Acceptance Speech on Behalf
of Martha Matilda Harper's Induction into National Women's Hall of Fame
October 4, 2003
Written and accepted by Jane R. Plitt
This is a momentous honor for Martha and
the thousands of Harper shop owners and operators she enabled. Some
of them are here today. (Betty Wheeler, who doggedly moved and
preserved boxes of Harper documents and history. Sally Knapp who ran a
Harper shop in Baltimore, MD, Maria Hinchey, who ran a shop in Rochester, and Centa
Sailer who still runs Martha’s original Harper Shop).
It is also
wonderful that the National Women’s Hall of Fame to have included Martha,
a businesswoman, into its distinguished ranks. For too long there has
been a societal disdain for women who worked in business, as if there was
something unclean about working for profit, instead of looking at the
impact of those dollars.
Martha’s life and
destiny seemed doomed from birth, just like just like thousands of other
poor, rural Canadian women. Bound into servitude at the age of seven, she
remained a servant for nearly 25 years. Her only option was to marry and
to Martha, that was just the same career. She was determined to find a
way out.
Then opportunity
struck. Her last Canadian employer bequeathed Martha his formula for hair
tonic. With that document she thought she might have the keys to freedom
and she fled to the Rochester, NY in hopes of changing her career and life
options.
In 1888, Martha
declared her independence from servitude and became a businesswoman,
opening one of America’s earliest beauty salons. By 1891 delighted
out-of-area customers wanted the Harper experience in their communities.
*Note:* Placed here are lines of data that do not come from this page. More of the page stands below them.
//! The data node's two-phase-commit participant role.
//!
//! A participant holds the transactions currently between a YES vote and
//! the coordinator's doCommit/doAbort, enforcing per-key mutual exclusion
//! across them, and pairs each with a decision-poll task that guards
//! against a coordinator that goes silent mid-transaction.

use crate::poll::{run_decision_poll, PollConfig};
use crate::rpc::CoordinatorClient;
use crate::store::Store;
use parking_lot::Mutex;
use parley_types::{Ack, Op, Transaction};
use std::collections::HashMap;
use std::sync::Arc;
use tokio_util::sync::CancellationToken;
use tracing::{debug, info, warn};
use uuid::Uuid;

pub struct Participant {
    store: Arc<Store>,
    coordinator: CoordinatorClient,
    poll_config: PollConfig,
    /// Transactions between canCommit=YES and doCommit/doAbort.
    txns: Mutex<HashMap<u64, Transaction>>,
    /// Companion decision-poll task per pending transaction.
    polls: Mutex<HashMap<u64, CancellationToken>>,
}

impl Participant {
    pub fn new(store: Arc<Store>, coordinator: CoordinatorClient, poll_config: PollConfig) -> Self {
        Self {
            store,
            coordinator,
            poll_config,
            txns: Mutex::new(HashMap::new()),
            polls: Mutex::new(HashMap::new()),
        }
    }

    pub fn store(&self) -> &Arc<Store> {
        &self.store
    }

    pub(crate) fn coordinator(&self) -> &CoordinatorClient {
        &self.coordinator
    }

    pub(crate) fn poll_config(&self) -> PollConfig {
        self.poll_config
    }

    /// Phase-one vote. NO when a CREATEUSER key already exists or when any
    /// pending transaction holds the same key; otherwise the transaction is
    /// admitted, a decision-poll task is spawned for it, and the vote is
    /// YES.
    pub fn can_commit(self: Arc<Self>, transaction: Transaction, participant_id: Uuid) -> Ack {
        {
            let mut txns = self.txns.lock();
            if transaction.op == Op::CreateUser && self.store.user_exists(&transaction.key) {
                debug!(key = %transaction.key, "vote NO: user already exists");
                return Ack::No;
            }
            if txns.values().any(|pending| pending.key == transaction.key) {
                debug!(
                    index = transaction.index,
                    key = %transaction.key,
                    "vote NO: key held by a pending transaction"
                );
                return Ack::No;
            }
            txns.insert(transaction.index, transaction.clone());
        }

        let cancel = CancellationToken::new();
        self.polls.lock().insert(transaction.index, cancel.clone());
        tokio::spawn(run_decision_poll(self, transaction, participant_id, cancel));
        Ack::Yes
    }

    /// Applies the transaction idempotently, reports `haveCommitted`
    /// best-effort, and releases the key.
    pub async fn do_commit(&self, transaction: &Transaction, participant_id: Uuid) {
        self.finish_poll(transaction.index);
        self.apply(transaction);
        if let Err(e) = self
            .coordinator
            .have_committed(transaction, participant_id)
            .await
        {
            warn!(index = transaction.index, error = %e, "haveCommitted not delivered");
        }
        self.txns.lock().remove(&transaction.index);
    }

    /// Drops the transaction without applying it. Idempotent.
    pub fn do_abort(&self, transaction: &Transaction) {
        self.finish_poll(transaction.index);
        if self.txns.lock().remove(&transaction.index).is_some() {
            info!(index = transaction.index, op = %transaction.op, "transaction aborted");
        }
    }

    /// Number of transactions still holding keys; used by tests and
    /// operator introspection.
    pub fn pending_transactions(&self) -> usize {
        self.txns.lock().len()
    }

    /// Marks the companion decision-poll task finished and removes it.
    /// Must precede the local apply so a racing poll cannot re-enter the
    /// coordinator after the transaction resolves.
    fn finish_poll(&self, index: u64) {
        if let Some(cancel) = self.polls.lock().remove(&index) {
            cancel.cancel();
        }
    }

    fn apply(&self, transaction: &Transaction) {
        match transaction.op {
            Op::CreateUser => self.store.create_user(&transaction.key, &transaction.value),
            Op::CreateChatroom => self
                .store
                .create_chatroom(&transaction.key, &transaction.value),
            Op::DeleteChatroom => self.store.delete_chatroom(&transaction.key),
            Op::LogMessage => self
                .store
                .append_chat_line(&transaction.key, &transaction.value),
        }
    }
}

#[cfg(test)]
mod tests {
    use super::*;
    use tempfile::TempDir;

    fn participant() -> (TempDir, Arc<Participant>) {
        let dir = TempDir::new().unwrap();
        let store = Arc::new(Store::open(dir.path().join("files_0")).unwrap());
        let coordinator = CoordinatorClient::new("http://127.0.0.1:9");
        let participant = Arc::new(Participant::new(
            store,
            coordinator,
            PollConfig::default(),
        ));
        (dir, participant)
    }

    fn txn(index: u64, op: Op, key: &str, value: &str) -> Transaction {
        Transaction::new(index, op, key, value)
    }

    #[tokio::test]
    async fn duplicate_user_votes_no() {
        let (_dir, p) = participant();
        p.store().create_user("alice", "pw");
        let vote = Arc::clone(&p).can_commit(txn(1, Op::CreateUser, "alice", "pw2"), Uuid::new_v4());
        assert_eq!(vote, Ack::No);
        assert_eq!(p.pending_transactions(), 0);
    }

    #[tokio::test]
    async fn per_key_mutual_exclusion_spans_ops() {
        let (_dir, p) = participant();
        let id = Uuid::new_v4();
        assert_eq!(
            Arc::clone(&p).can_commit(txn(1, Op::CreateChatroom, "room1", "alice"), id),
            Ack::Yes
        );
        // same key, different op: still excluded
        assert_eq!(
            Arc::clone(&p).can_commit(txn(2, Op::DeleteChatroom, "room1", "alice"), id),
            Ack::No
        );
        // different key admits
        assert_eq!(
            Arc::clone(&p).can_commit(txn(3, Op::CreateChatroom, "room2", "alice"), id),
            Ack::Yes
        );

        p.do_abort(&txn(1, Op::CreateChatroom, "room1", "alice"));
        p.do_abort(&txn(3, Op::CreateChatroom, "room2", "alice"));
        assert_eq!(p.pending_transactions(), 0);
    }

    #[tokio::test]
    async fn abort_releases_the_key() {
        let (_dir, p) = participant();
        let id = Uuid::new_v4();
        let t = txn(1, Op::CreateUser, "alice", "pw");
        assert_eq!(Arc::clone(&p).can_commit(t.clone(), id), Ack::Yes);
        p.do_abort(&t);
        assert_eq!(Arc::clone(&p).can_commit(txn(2, Op::CreateUser, "alice", "pw"), id), Ack::Yes);
        p.do_abort(&txn(2, Op::CreateUser, "alice", "pw"));
        assert!(!p.store().user_exists("alice"));
    }

    #[tokio::test]
    async fn commit_applies_even_without_a_prior_vote() {
        // doCommit is idempotent and does not require the transaction to be
        // pending (a participant may see a retried doCommit after its map
        // entry is gone).
        let (_dir, p) = participant();
        let t = txn(9, Op::CreateUser, "alice", "pw");
        p.do_commit(&t, Uuid::new_v4()).await;
        p.do_commit(&t, Uuid::new_v4()).await;
        assert!(p.store().verify_user("alice", "pw"));
    }
}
Faced with clear customer demand, Martha conceived an entirely new way of
doing business. She created modern retail franchising, as a means to
creatively expand her shops while enabling her fellow servant women to
become Harper shop owners and operators. Her form of franchising truly
was a win-win model, empowering women who had previously been forgotten
and considered insignificant. Martha knew their potential since she was
one of them. She also knew the power of earning money.
Why was and is
money important? Because in our society, money empowers; it enables
choice. Women have always worked. They have not always, and still are
not necessarily paid equitably for their work. In 1996, full-time women
workers were paid $.74 to every dollar earned by men. A college educated
African-American women earned $400 less per year than a white male high
school graduate. How do women manage when they are the primary caretakers
of children? Two-third of all poor adults are women and so are their children.
Martha understood
all of this first hand and she heard her mentor, Susan B, Anthony, preach
that that “every woman needs her own pocketbook.” Harper took it to
heart. That’s why Anthony cited Martha’s economic achievement from the
lecture platform.
Unlike the
corporate corruption scandals of today, the Harper Method was the
personification of honorable people, leadership, and values. Her
creation of franchising was an affirmative example of designing a system
based on win-win rather than winner take all philosophy.
Martha, while
always the perfect lady, was unafraid to stand up to powerful people.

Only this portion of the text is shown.